Medina, found a place called rodmakers shop, gave them a call and they carry them. Should I be expecting to pay 4-5 dollars per float? Is there a cheaper clear float available? Gotta say whoever was answering the phone at the rodmakers shop was very polite, based on that conversation I'm gonna make a trip there.


----------



## ShutUpNFish (Apr 17, 2007)

Just curious....why are you dead set on a clear float? I've been using the Raven floats for a few years now. They carry the perfect float for any application, made of tough balsa which won't break and outlast plastics 2 to 1. Even though they are black bottoms, the fish don't seem to mind them even in low clear conditions. I also like how they are highly visible unlike the drennan stuff....these eyes are getting old, I need all the help I can get! lol...Just another suggestion for your consideration.


----------



## jjshbetz11 (Oct 25, 2010)

ShutUpNFish said:


> Just curious....why are you dead set on a clear float? I've been using the Raven floats for a few years now. They carry the perfect float for any application, made of tough balsa which won't break and outlast plastics 2 to 1. Even though they are black bottoms, the fish don't seem to mind them even in low clear conditions. I also like how they are highly visible unlike the drennan stuff....these eyes are getting old, I need all the help I can get! lol...Just another suggestion for your consideration.



well, I am fairly new to steelhead fishing. What I have learned over the past couple months is detail is everything. I started out using 15lb mono main line and that same line as leader. Quickly found out smaller leader line works worlds better. Then changed to the braided main because of the small diameter, that equaled more success. Then came using a propper "steelhead" float over the foam cigarfloats. Then expermented with going small as possible with the floats witch made a huge difference in percentage of bites. So I figure a clear float would just add to the detail of just a jig floating downstream. Ehh if it don't, I learned something usefull and I got something new to hang on the Christmas tree. Currently using Thill steelhead floats witch I like.


----------



## master of steel (Oct 12, 2008)

Raven floats are better because the stems are the same size regardless of the size or shape of the float. Drennans come in different shapes so you have to buy their rubber caps. 

Another problem I have with them is they are difficult to see, especially when there are bubbles on the surface


----------



## jjshbetz11 (Oct 25, 2010)

master of steel said:


> Raven floats are better because the stems are the same size regardless of the size or shape of the float.

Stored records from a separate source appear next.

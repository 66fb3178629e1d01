//! Call context: the identity and arguments of one intercepted call

use std::borrow::Cow;
use std::fmt::{self, Display};

use serde::Serialize;
use serde_json::Value;

/// Identity of the type a call was made on
///
/// The name is the fully-qualified Rust type name and doubles as the key
/// used to pick a logger for the call.
#[derive(Debug, Clone, PartialEq, Eq, Hash)]
pub struct TargetType {
    name: Cow<'static, str>,
}

impl TargetType {
    /// Target identity for a type known at compile time
    pub fn of<T: ?Sized>() -> Self {
        Self {
            name: Cow::Borrowed(std::any::type_name::<T>()),
        }
    }

    /// Target identity for the type of a value
    ///
    /// The name comes from the static type of `value`. Through a trait
    /// object this is `dyn Trait`, not the concrete type behind it; use
    /// [`of`](Self::of) or [`named`](Self::named) in that case.
    pub fn of_val<T: ?Sized>(value: &T) -> Self {
        Self {
            name: Cow::Borrowed(std::any::type_name_of_val(value)),
        }
    }

    /// Target identity from a type name, e.g. one read from a config file
    pub fn named(name: impl Into<String>) -> Self {
        Self {
            name: Cow::Owned(name.into()),
        }
    }

    /// Fully-qualified type name
    pub fn name(&self) -> &str {
        &self.name
    }

    /// Type name without module path or generic arguments
    pub fn simple_name(&self) -> &str {
        simple_type_name(&self.name)
    }
}

impl Display for TargetType {
    fn fmt(&self, f: &mut fmt::Formatter<'_>) -> fmt::Result {
        f.write_str(&self.name)
    }
}

/// Strip the module path and generic arguments from a type name
///
/// `alloc::vec::Vec<u8>` becomes `Vec`, `my_app::errors::BadState` becomes `BadState`.
pub fn simple_type_name(full: &str) -> &str {
    let base = full.split('<').next().unwrap_or(full);
    base.rsplit("::").next().unwrap_or(base)
}

/// Renders one argument when a record is written
type Render<'a> = Box<dyn Fn() -> Value + Send + Sync + 'a>;

enum ArgValue<'a> {
    Ready(Value),
    Deferred(Render<'a>),
}

impl ArgValue<'_> {
    fn render(&self) -> Value {
        match self {
            ArgValue::Ready(value) => value.clone(),
            ArgValue::Deferred(render) => render(),
        }
    }
}

/// Ordered argument values with optional parameter names
///
/// Borrowed arguments are only serialized when a record is actually
/// written, so calls on unwatched types never render them.
///
/// Names are either known for every argument or unavailable for the whole
/// call; a single positional argument drops the names of the others.
pub struct CallArgs<'a> {
    names: Option<Vec<Cow<'a, str>>>,
    values: Vec<ArgValue<'a>>,
}

impl<'a> CallArgs<'a> {
    pub fn new() -> Self {
        Self {
            names: Some(Vec::new()),
            values: Vec::new(),
        }
    }

    /// Arguments from parallel name and value lists
    ///
    /// Pass `None` for `names` when the call site does not expose them.
    pub fn from_parts(names: Option<Vec<String>>, values: Vec<Value>) -> Self {
        Self {
            names: names.map(|names| names.into_iter().map(Cow::Owned).collect()),
            values: values.into_iter().map(ArgValue::Ready).collect(),
        }
    }

    /// Builder form of [`push_named`](Self::push_named)
    pub fn with<V>(mut self, name: impl Into<Cow<'a, str>>, value: &'a V) -> Self
    where
        V: Serialize + Sync + ?Sized,
    {
        self.push_named(name, value);
        self
    }

    /// Builder form of [`push_positional`](Self::push_positional)
    pub fn with_positional<V>(mut self, value: &'a V) -> Self
    where
        V: Serialize + Sync + ?Sized,
    {
        self.push_positional(value);
        self
    }

    /// Append a named argument
    pub fn push_named<V>(&mut self, name: impl Into<Cow<'a, str>>, value: &'a V)
    where
        V: Serialize + Sync + ?Sized,
    {
        self.push(Some(name.into()), Box::new(move || to_log_value(value)));
    }

    /// Append a named argument rendered through its `Display` impl
    pub fn push_display<V>(&mut self, name: impl Into<Cow<'a, str>>, value: &'a V)
    where
        V: Display + Sync + ?Sized,
    {
        self.push(
            Some(name.into()),
            Box::new(move || Value::String(value.to_string())),
        );
    }

    /// Append an argument whose parameter name is unknown
    pub fn push_positional<V>(&mut self, value: &'a V)
    where
        V: Serialize + Sync + ?Sized,
    {
        self.push(None, Box::new(move || to_log_value(value)));
    }

    fn push(&mut self, name: Option<Cow<'a, str>>, render: Render<'a>) {
        match name {
            Some(name) => {
                if let Some(names) = self.names.as_mut() {
                    names.push(name);
                }
            }
            None => self.names = None,
        }
        self.values.push(ArgValue::Deferred(render));
    }

    /// Parameter names, if known for every argument
    pub fn names(&self) -> Option<Vec<&str>> {
        self.names
            .as_ref()
            .map(|names| names.iter().map(|name| name.as_ref()).collect())
    }

    /// Name of the argument at `index`, if known
    pub fn name(&self, index: usize) -> Option<&str> {
        self.names
            .as_ref()
            .and_then(|names| names.get(index))
            .map(|name| name.as_ref())
    }

    /// Render every argument value, in order
    pub fn values(&self) -> impl Iterator<Item = Value> + '_ {
        self.values.iter().map(ArgValue::render)
    }

    pub fn len(&self) -> usize {
        self.values.len()
    }

    pub fn is_empty(&self) -> bool {
        self.values.is_empty()
    }
}

impl Default for CallArgs<'_> {
    fn default() -> Self {
        Self::new()
    }
}

impl fmt::Debug for CallArgs<'_> {
    fn fmt(&self, f: &mut fmt::Formatter<'_>) -> fmt::Result {
        f.debug_struct("CallArgs")
            .field("names", &self.names)
            .field("len", &self.values.len())
            .finish()
    }
}

/// One intercepted call: target type, call name and arguments
#[derive(Debug)]
pub struct CallContext<'a> {
    target: TargetType,
    name: Cow<'a, str>,
    args: CallArgs<'a>,
}

impl<'a> CallContext<'a> {
    /// A call with no arguments
    pub fn new(target: TargetType, name: impl Into<Cow<'a, str>>) -> Self {
        Self {
            target,
            name: name.into(),
            args: CallArgs::new(),
        }
    }

    /// A call on type `T`
    pub fn on<T: ?Sized>(name: impl Into<Cow<'a, str>>) -> Self {
        Self::new(TargetType::of::<T>(), name)
    }

    /// Add a named argument
    pub fn arg<V>(mut self, name: impl Into<Cow<'a, str>>, value: &'a V) -> Self
    where
        V: Serialize + Sync + ?Sized,
    {
        self.args.push_named(name, value);
        self
    }

    /// Add an argument rendered through its `Display` impl
    ///
    /// For values that are not `Serialize`, such as paths or addresses.
    pub fn arg_display<V>(mut self, name: impl Into<Cow<'a, str>>, value: &'a V) -> Self
    where
        V: Display + Sync + ?Sized,
    {
        self.args.push_display(name, value);
        self
    }

    /// Add an argument without a parameter name
    pub fn positional<V>(mut self, value: &'a V) -> Self
    where
        V: Serialize + Sync + ?Sized,
    {
        self.args.push_positional(value);
        self
    }

    /// Replace the argument list
    pub fn with_args(mut self, args: CallArgs<'a>) -> Self {
        self.args = args;
        self
    }

    pub fn target(&self) -> &TargetType {
        &self.target
    }

    pub fn name(&self) -> &str {
        &self.name
    }

    pub fn args(&self) -> &CallArgs<'a> {
        &self.args
    }
}

/// Convert a value for logging; serialization failures become a marker string
pub(crate) fn to_log_value<V: Serialize + ?Sized>(value: &V) -> Value {
    serde_json::to_value(value)
        .unwrap_or_else(|e| Value::String(format!("<unrenderable: {}>", e)))
}

/// Build a [`CallContext`] for a target type, using argument identifiers as parameter names
///
/// ```
/// use calllog_core::call_context;
///
/// struct Orders;
///
/// let id = 7;
/// let sku = "A-1";
/// let ctx = call_context!(Orders, "place", id, sku);
/// assert_eq!(ctx.args().names().unwrap(), ["id", "sku"]);
/// ```
#[macro_export]
macro_rules! call_context {
    ($target:ty, $name:expr $(, $arg:ident)* $(,)?) => {
        $crate::types::CallContext::on::<$target>($name)
            $(.arg(stringify!($arg), &$arg))*
    };
}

Drennans come in different shapes so you have to buy their rubber caps.
> 
> Another problem I have with them is they are difficult to see, especially when there are bubbles on the surface



will take that into consideration, thanks for the tip.


----------



## StradicSteel (Sep 20, 2010)

I work in the fishing department at Gander Mountain in Twinsburg. Stop in later this week and I'll help you out.

Robert


----------



## FISHIN216 (Mar 18, 2009)

StradicSteel said:


> I work in the fishing department at Gander Mountain in Twinsburg. Stop in later this week and I'll help you out.
> 
> Robert


do you guys have drennen floats??? I drove all the way out to Erie outfitters and bought 10 drennen loafers last week...for better sight with these floats you can get some orange or red paint and make them brighter..they drift so well I cant imagine using a different bobber besides thingamabobbers for when its really clear..plus that shop is awesome


----------



## ShutUpNFish (Apr 17, 2007)

Drennans are good floats....I know a lot of guys who use them. I just dont like the small amount of orange on them being tougher to see. Painting more visible orange on them defeats the gram rating on them because they are still meant to be weighted to the line where the paint meets the plastic. Also had them crack on me often times. And as Master of Steel mentioned....I like the higher profile stem which also helps keep your line off the water more; and they are much easier to swtch out with another style raven. 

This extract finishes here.